文档章节

Kubeflow等镜像部署到集群多节点

openthings
 openthings
发布于 2018/11/28 16:32
字数 1372
阅读 393
收藏 0

为了将Kubeflow(https://github.com/kubeflow/kubeflow)/Kubernetes等镜像放到本地集群部署或者更新,需要一系列的操作。如果集群的多个节点同时访问外部镜像服务,将带来较大的并发网络流量,不仅速度慢、而且费用增加。因此我将其分为两个阶段来进行,第一阶段将镜像下载到本地,第二阶段各个节点从本地文件系统或镜像服务来获取镜像的拷贝。

1、从 gcr到本地存储

这一阶段其实也分为两个步骤。

首先,从能够访问到gcr的站点(https://www.katacoda.com)下载。如:


echo ""
echo "================================================================="
echo "pull kubeflow images for system from gcr.io and hub.docker.com..."
echo "This tools created by openthings, NO WARANTY. 2018.07.10."
echo "================================================================="

echo ""
echo "1. centraldashboard"
docker pull gcr.io/kubeflow-images-public/centraldashboard:v0.2.1

echo ""
echo "2. jupyterhub-k8s"
docker pull gcr.io/kubeflow/jupyterhub-k8s:v20180531-3bb991b1

echo ""
echo "3. tf_operator"
docker pull gcr.io/kubeflow-images-public/tf_operator:v0.2.0 

echo ""
echo "4. ambassador"
docker pull quay.io/datawire/ambassador:0.30.1

echo ""
echo "5. redis"
docker pull redis:4.0.1 

echo ""
echo "6. seldonio/cluster-manager"
docker pull seldonio/cluster-manager:0.1.6

echo ""
echo "Finished."
echo ""

然后将镜像推送到国内站点(如阿里云-http://registry.cn-hangzhou.aliyuncs.com)。如


echo ""
echo "================================================================="
echo "Push kubeflow images for system to aliyun.com ..."
echo "This tools created by openthings, NO WARANTY. 2018.07.10."
echo "================================================================="
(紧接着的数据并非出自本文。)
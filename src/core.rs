//! Core abstractions and types for dfopt.
//!
//! *Users* are mainly interested in implementing the [`Function`] and
//! [`Problem`] traits, specifying the [domain](Domain) of the problem.
//!
//! Algorithms *developers* are interested in implementing the [`Optimizer`]
//! trait and evaluating the function through the [`Objective`] wrapper, which
//! takes care of the evaluation budget and the optimization goal.

mod base;
mod domain;
mod function;
mod objective;
mod optimizer;

pub use base::*;
pub use domain::*;
pub use function::*;
pub use objective::*;
pub use optimizer::*;
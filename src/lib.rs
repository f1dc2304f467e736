#![allow(clippy::many_single_char_names)]
#![allow(clippy::too_many_arguments)]
#![warn(missing_docs)]

//! # dfopt
//!
//! A pure Rust framework and implementation of derivative-free methods for
//! bound-constrained optimization.
//!
//! The library is meant for minimizing (or maximizing) functions of several
//! variables whose derivatives are not available, for example because the
//! function is a result of a simulation or it is expensive to evaluate. Bound
//! constraints for variables are supported first-class, which is useful for
//! engineering applications. All optimizers implement the same interface and
//! all function evaluations go through an objective wrapper that respects the
//! evaluations budget.
//!
//! ## Algorithms
//!
//! * [BOBYQA](algo::bobyqa) -- Recommended method for smooth functions. It
//!   builds a quadratic model of the function from interpolation points and
//!   needs relatively few evaluations.
//! * [CMA-ES](algo::cmaes) -- Evolution strategy for rugged, noisy or
//!   multimodal functions, at the cost of more evaluations.
//!
//! ## Problem
//!
//! The problem of bound-constrained optimization is about finding values of
//! *n* variables for which a scalar function is minimal (or maximal).
//!
//! Mathematically, the problem is formulated as
//!
//! ```text
//! min f(x),
//!
//! where x = { x1, ..., xn }
//! and Li <= xi <= Ui for some bounds [L, U] for every i
//! ```
//!
//! The bounds can be negative/positive infinity, effectively making the
//! variable unconstrained.
//!
//! When it comes to code, the problem is any type that implements the
//! [`Function`] and [`Problem`] traits.
//!
//! ```rust
//! // dfopt is based on `nalgebra` crate.
//! use dfopt::nalgebra as na;
//! use dfopt::{Domain, Function, Problem};
//! use na::{Dyn, IsContiguous};
//!
//! // A problem is represented by a type.
//! struct Rosenbrock {
//!     a: f64,
//!     b: f64,
//! }
//!
//! impl Problem for Rosenbrock {
//!     // The numeric type. Usually f64 or f32.
//!     type Field = f64;
//!
//!     // Specification for the domain. At the very least, the dimension
//!     // must be known.
//!     fn domain(&self) -> Domain<Self::Field> {
//!         Domain::unconstrained(2)
//!     }
//! }
//!
//! impl Function for Rosenbrock {
//!     // Evaluate the function in a trial point.
//!     fn apply<Sx>(&self, x: &na::Vector<Self::Field, Dyn, Sx>) -> Self::Field
//!     where
//!         Sx: na::storage::Storage<Self::Field, Dyn> + IsContiguous,
//!     {
//!         (self.a - x[0]).powi(2) + self.b * (x[1] - x[0].powi(2)).powi(2)
//!     }
//! }
//! ```
//!
//! And that's it. There is no need for defining gradient vector or Hessian
//! matrix, all the algorithms are derivative-free by definition.
//!
//! The previous example used unconstrained variables, but it is also possible
//! to specify bounds.
//!
//! ```rust
//! # use dfopt::nalgebra as na;
//! # use dfopt::*;
//! #
//! # struct Rosenbrock {
//! #     a: f64,
//! #     b: f64,
//! # }
//! #
//! impl Problem for Rosenbrock {
//! #     type Field = f64;
//!     // ...
//!
//!     fn domain(&self) -> Domain<Self::Field> {
//!         [(-10.0, 10.0), (-10.0, 10.0)].into_iter().collect()
//!     }
//! }
//! ```
//!
//! ## Optimizing
//!
//! When you have your function available, you can use the [`OptimizerDriver`]
//! to run the optimization until the algorithm's termination criteria are met
//! or the evaluations budget is exhausted.
//!
//! ```rust
//! use dfopt::OptimizerDriver;
//! # use dfopt::nalgebra as na;
//! # use dfopt::{Domain, Function, Problem};
//! # use na::{Dyn, IsContiguous};
//! #
//! # struct Rosenbrock {
//! #     a: f64,
//! #     b: f64,
//! # }
//! #
//! # impl Problem for Rosenbrock {
//! #     type Field = f64;
//! #
//! #     fn domain(&self) -> Domain<Self::Field> {
//! #         Domain::unconstrained(2)
//! #     }
//! # }
//! #
//! # impl Function for Rosenbrock {
//! #     fn apply<Sx>(&self, x: &na::Vector<Self::Field, Dyn, Sx>) -> Self::Field
//! #     where
//! #         Sx: na::storage::Storage<Self::Field, Dyn> + IsContiguous,
//! #     {
//! #         (self.a - x[0]).powi(2) + self.b * (x[1] - x[0].powi(2)).powi(2)
//! #     }
//! # }
//!
//! let f = Rosenbrock { a: 1.0, b: 1.0 };
//! let mut optimizer = OptimizerDriver::builder(&f)
//!     .with_initial(vec![-10.0, -5.0])
//!     .with_max_evaluations(10_000)
//!     .build();
//!
//! let (x, fx) = optimizer.optimize().expect("optimizer encountered an error");
//!
//! println!("f({:?}) = {}", x, fx);
//! println!("evaluations: {}", optimizer.evaluations());
//! ```
//!
//! ## License
//!
//! Licensed under MIT.

pub mod algo;
mod core;
pub mod driver;

pub use core::*;
pub use driver::OptimizerDriver;

#[cfg(feature = "testing")]
pub mod testing;

#[cfg(not(feature = "testing"))]
pub(crate) mod testing;

pub use nalgebra;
MY_REGISTRY=registry.cn-hangzhou.aliyuncs.com/openthings

echo ""
echo "1. centraldashboard"
docker tag gcr.io/kubeflow-images-public/centraldashboard:v0.2.1 ${MY_REGISTRY}/kubeflow-images-public-centraldashboard:v0.2.1
docker push ${MY_REGISTRY}/kubeflow-images-public-centraldashboard:v0.2.1

echo ""
echo "2. jupyterhub-k8s"
docker tag gcr.io/kubeflow/jupyterhub-k8s:v20180531-3bb991b1 ${MY_REGISTRY}/kubeflow-jupyterhub-k8s:v20180531-3bb991b1
docker push ${MY_REGISTRY}/kubeflow-jupyterhub-k8s:v20180531-3bb991b1

echo ""
echo "3. tf_operator"
docker tag gcr.io/kubeflow-images-public/tf_operator:v0.2.0 ${MY_REGISTRY}/kubeflow-images-public-tf_operator:v0.2.0
docker push ${MY_REGISTRY}/kubeflow-images-public-tf_operator:v0.2.0

echo ""
echo "4. ambassador"
docker tag quay.io/datawire/ambassador:0.30.1 ${MY_REGISTRY}/quay-io-datawire-ambassador:0.30.1
docker push ${MY_REGISTRY}/quay-io-datawire-ambassador:0.30.1

echo ""
echo "5. redis"
docker tag redis:4.0.1 ${MY_REGISTRY}/redis:4.0.1
docker push ${MY_REGISTRY}/redis:4.0.1

echo ""
echo "6. seldonio/cluster-manager"
docker tag seldonio/cluster-manager:0.1.6 ${MY_REGISTRY}/seldonio-cluster-manager:0.1.6
docker push ${MY_REGISTRY}/seldonio-cluster-manager:0.1.6

echo ""
echo "Finished."
echo ""

然后,可以从阿里云下载到本地,恢复为原始的名称:


echo ""
echo "================================================================="
echo "Pull kubeflow images for system from aliyun.com ..."
echo "This tools created by openthings, NO WARANTY. 2018.11.28."
echo "================================================================="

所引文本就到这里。